Task details:
Give the entries again, exactly as they stand.

*** Opening Data for this exercise ***

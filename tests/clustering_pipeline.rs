use approx::assert_abs_diff_eq;
use fairsc::fairness::FairnessProjector;
use fairsc::graph::build_adjacency;
use fairsc::{
    ClusteringConfig, ClusteringError, ClusteringReport, ClusteringWorkflow, Edge, Normalization,
    Partition,
};

fn undirected(pairs: &[(usize, usize)]) -> Vec<Edge> {
    pairs.iter().flat_map(|&(a, b)| [(a, b), (b, a)]).collect()
}

fn sorted_clusters(partition: &Partition) -> Vec<Vec<usize>> {
    let mut clusters: Vec<Vec<usize>> = partition
        .clusters()
        .iter()
        .map(|cluster| {
            let mut cluster = cluster.clone();
            cluster.sort_unstable();
            cluster
        })
        .collect();
    clusters.sort();
    clusters
}

/// Two `size`-cliques, one per group, joined by a perfect matching. The cheapest cut separates
/// the groups; the fairness subspace forces every vertex to share a cluster with its partner.
fn cliques_joined_by_matching(size: usize) -> (Vec<Edge>, Vec<Vec<usize>>) {
    let mut pairs = Vec::new();
    for offset in [0, size] {
        for a in 0..size {
            for b in (a + 1)..size {
                pairs.push((offset + a, offset + b));
            }
        }
    }
    for v in 0..size {
        pairs.push((v, v + size));
    }
    let groups = vec![(0..size).collect(), (size..2 * size).collect()];
    (undirected(&pairs), groups)
}

#[test]
fn disjoint_pairs_split_into_components() {
    let edges = undirected(&[(0, 1), (2, 3)]);
    for normalization in [Normalization::Unnormalized, Normalization::Normalized] {
        let partition = ClusteringWorkflow::new(ClusteringConfig::seeded(11))
            .unconstrained(4, 2, &edges, normalization)
            .expect("clustering");
        assert_eq!(sorted_clusters(&partition), vec![vec![0, 1], vec![2, 3]]);
    }
}

#[test]
fn fair_clustering_improves_balance() {
    for (size, normalization) in [
        (3, Normalization::Unnormalized),
        (3, Normalization::Normalized),
        (4, Normalization::Unnormalized),
        (4, Normalization::Normalized),
    ] {
        let (edges, groups) = cliques_joined_by_matching(size);
        let n = 2 * size;
        let workflow = ClusteringWorkflow::new(ClusteringConfig::seeded(42));
        let plain = workflow
            .unconstrained(n, 2, &edges, normalization)
            .expect("unconstrained");
        let fair = workflow
            .fair(n, 2, &edges, &groups, normalization)
            .expect("fair");

        let plain_report =
            ClusteringReport::evaluate(&plain, &edges, &groups, None).expect("plain report");
        let fair_report =
            ClusteringReport::evaluate(&fair, &edges, &groups, None).expect("fair report");

        assert_eq!(sorted_clusters(&plain), groups);
        assert_eq!(plain_report.min_balance(), Some(0.0));

        let fair_balance = fair_report.min_balance().expect("fair balance");
        assert!(fair_balance >= 0.5, "fair balance {fair_balance}");
        assert!(fair_balance > plain_report.min_balance().unwrap_or(0.0));
        for v in 0..size {
            let owner = fair
                .clusters()
                .iter()
                .position(|cluster| cluster.contains(&v))
                .expect("assigned");
            assert!(fair.clusters()[owner].contains(&(v + size)));
        }
    }
}

#[test]
fn every_vertex_is_assigned_exactly_once() {
    let (edges, groups) = cliques_joined_by_matching(4);
    let partition = ClusteringWorkflow::new(ClusteringConfig::seeded(3))
        .fair(8, 3, &edges, &groups, Normalization::Unnormalized)
        .expect("fair");
    assert_eq!(partition.len(), 3);
    let mut seen: Vec<usize> = partition.clusters().iter().flatten().copied().collect();
    seen.sort_unstable();
    assert_eq!(seen, (0..8).collect::<Vec<_>>());
}

#[test]
fn isolated_vertex_breaks_normalized_variants() {
    let edges = undirected(&[(0, 1), (1, 2), (2, 0), (3, 4)]);
    let workflow = ClusteringWorkflow::new(ClusteringConfig::seeded(1));

    let err = workflow
        .unconstrained(6, 2, &edges, Normalization::Normalized)
        .expect_err("isolated vertex");
    assert_eq!(err, ClusteringError::DegenerateDegree { vertex: 5 });

    let partition = workflow
        .unconstrained(6, 2, &edges, Normalization::Unnormalized)
        .expect("unnormalized tolerates isolated vertices");
    assert_eq!(partition.len(), 2);
}

#[test]
fn fairness_basis_annihilates_constraints() {
    let groups = vec![vec![0, 3, 6, 9], vec![1, 4, 7], vec![2, 5, 8]];
    let projector = FairnessProjector::new(10, &groups).expect("projector");
    assert_eq!(projector.rank(), 2);
    assert_eq!(projector.dimension(), 8);
    assert!(projector.residual() < 1e-8);

    let gram = projector.basis().transpose() * projector.basis();
    for i in 0..gram.nrows() {
        for j in 0..gram.ncols() {
            let expected = if i == j { 1.0 } else { 0.0 };
            assert_abs_diff_eq!(gram[(i, j)], expected, epsilon = 1e-8);
        }
    }
}

#[test]
fn adjacency_entry_point_matches_edge_entry_point() {
    let (edges, groups) = cliques_joined_by_matching(4);
    let adjacency = build_adjacency(8, &edges).expect("adjacency");
    let workflow = ClusteringWorkflow::new(ClusteringConfig::seeded(9));

    let from_edges = workflow
        .fair(8, 2, &edges, &groups, Normalization::Unnormalized)
        .expect("edges");
    let from_adjacency = workflow
        .fair_from_adjacency(8, 2, &adjacency, &groups, Normalization::Unnormalized)
        .expect("adjacency");
    assert_eq!(sorted_clusters(&from_edges), sorted_clusters(&from_adjacency));
}

#[test]
fn seeded_runs_are_reproducible() {
    let (edges, _) = cliques_joined_by_matching(4);
    let run = || {
        ClusteringWorkflow::new(ClusteringConfig::seeded(2024))
            .unconstrained(8, 3, &edges, Normalization::Unnormalized)
            .expect("clustering")
    };
    assert_eq!(run().clusters(), run().clusters());
}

*** Closing Data for this exercise ***

Your solution:
filename tests/clustering_pipeline.rs
use approx::assert_abs_diff_eq;
use fairsc::fairness::FairnessProjector;
use fairsc::graph::build_adjacency;
use fairsc::{
    ClusteringConfig, ClusteringError, ClusteringReport, ClusteringWorkflow, Edge, Normalization,
    Partition,
};

fn undirected(pairs: &[(usize, usize)]) -> Vec<Edge> {
    pairs.iter().flat_map(|&(a, b)| [(a, b), (b, a)]).collect()
}

fn sorted_clusters(partition: &Partition) -> Vec<Vec<usize>> {
    let mut clusters: Vec<Vec<usize>> = partition
        .clusters()
        .iter()
        .map(|cluster| {
            let mut cluster = cluster.clone();
            cluster.sort_unstable();
            cluster
        })
        .collect();
    clusters.sort();
    clusters
}

/// Two `size`-cliques, one per group, joined by a perfect matching. The cheapest cut separates
/// the groups; the fairness subspace forces every vertex to share a cluster with its partner.
fn cliques_joined_by_matching(size: usize) -> (Vec<Edge>, Vec<Vec<usize>>) {
    let mut pairs = Vec::new();
    for offset in [0, size] {
        for a in 0..size {
            for b in (a + 1)..size {
                pairs.push((offset + a, offset + b));
            }
        }
    }
    for v in 0..size {
        pairs.push((v, v + size));
    }
    let groups = vec![(0..size).collect(), (size..2 * size).collect()];
    (undirected(&pairs), groups)
}

#[test]
fn disjoint_pairs_split_into_components() {
    let edges = undirected(&[(0, 1), (2, 3)]);
    for normalization in [Normalization::Unnormalized, Normalization::Normalized] {
        let partition = ClusteringWorkflow::new(ClusteringConfig::seeded(11))
            .unconstrained(4, 2, &edges, normalization)
            .expect("clustering");
        assert_eq!(sorted_clusters(&partition), vec![vec![0, 1], vec![2, 3]]);
    }
}

#[test]
fn fair_clustering_improves_balance() {
    for (size, normalization) in [
        (3, Normalization::Unnormalized),
        (3, Normalization::Normalized),
        (4, Normalization::Unnormalized),
        (4, Normalization::Normalized),
    ] {
        let (edges, groups) = cliques_joined_by_matching(size);
        let n = 2 * size;
        let workflow = ClusteringWorkflow::new(ClusteringConfig::seeded(42));
        let plain = workflow
            .unconstrained(n, 2, &edges, normalization)
            .expect("unconstrained");
        let fair = workflow
            .fair(n, 2, &edges, &groups, normalization)
            .expect("fair");

        let plain_report =
            ClusteringReport::evaluate(&plain, &edges, &groups, None).expect("plain report");
        let fair_report =
            ClusteringReport::evaluate(&fair, &edges, &groups, None).expect("fair report");

        assert_eq!(sorted_clusters(&plain), groups);
        assert_eq!(plain_report.min_balance(), Some(0.0));

        let fair_balance = fair_report.min_balance().expect("fair balance");
        assert!(fair_balance >= 0.5, "fair balance {fair_balance}");
        assert!(fair_balance > plain_report.min_balance().unwrap_or(0.0));
        for v in 0..size {
            let owner = fair
                .clusters()
                .iter()
                .position(|cluster| cluster.contains(&v))
                .expect("assigned");
            assert!(fair.clusters()[owner].contains(&(v + size)));
        }
    }
}

#[test]
fn every_vertex_is_assigned_exactly_once() {
    let (edges, groups) = cliques_joined_by_matching(4);
    let partition = ClusteringWorkflow::new(ClusteringConfig::seeded(3))
        .fair(8, 3, &edges, &groups, Normalization::Unnormalized)
        .expect("fair");
    assert_eq!(partition.len(), 3);
    let mut seen: Vec<usize> = partition.clusters().iter().flatten().copied().collect();
    seen.sort_unstable();
    assert_eq!(seen, (0..8).collect::<Vec<_>>());
}

#[test]
fn isolated_vertex_breaks_normalized_variants() {
    let edges = undirected(&[(0, 1), (1, 2), (2, 0), (3, 4)]);
    let workflow = ClusteringWorkflow::new(ClusteringConfig::seeded(1));

    let err = workflow
        .unconstrained(6, 2, &edges, Normalization::Normalized)
        .expect_err("isolated vertex");
    assert_eq!(err, ClusteringError::DegenerateDegree { vertex: 5 });

    let partition = workflow
        .unconstrained(6, 2, &edges, Normalization::Unnormalized)
        .expect("unnormalized tolerates isolated vertices");
    assert_eq!(partition.len(), 2);
}

#[test]
fn fairness_basis_annihilates_constraints() {
    let groups = vec![vec![0, 3, 6, 9], vec![1, 4, 7], vec![2, 5, 8]];
    let projector = FairnessProjector::new(10, &groups).expect("projector");
    assert_eq!(projector.rank(), 2);
    assert_eq!(projector.dimension(), 8);
    assert!(projector.residual() < 1e-8);

    let gram = projector.basis().transpose() * projector.basis();
    for i in 0..gram.nrows() {
        for j in 0..gram.ncols() {
            let expected = if i == j { 1.0 } else { 0.0 };
            assert_abs_diff_eq!(gram[(i, j)], expected, epsilon = 1e-8);
        }
    }
}

#[test]
fn adjacency_entry_point_matches_edge_entry_point() {
    let (edges, groups) = cliques_joined_by_matching(4);
    let adjacency = build_adjacency(8, &edges).expect("adjacency");
    let workflow = ClusteringWorkflow::new(ClusteringConfig::seeded(9));

    let from_edges = workflow
        .fair(8, 2, &edges, &groups, Normalization::Unnormalized)
        .expect("edges");
    let from_adjacency = workflow
        .fair_from_adjacency(8, 2, &adjacency, &groups, Normalization::Unnormalized)
        .expect("adjacency");
    assert_eq!(sorted_clusters(&from_edges), sorted_clusters(&from_adjacency));
}

#[test]
fn seeded_runs_are_reproducible() {
    let (edges, _) = cliques_joined_by_matching(4);
    let run = || {
        ClusteringWorkflow::new(ClusteringConfig::seeded(2024))
            .unconstrained(8, 3, &edges, Normalization::Unnormalized)
            .expect("clustering")
    };
    assert_eq!(run().clusters(), run().clusters());
}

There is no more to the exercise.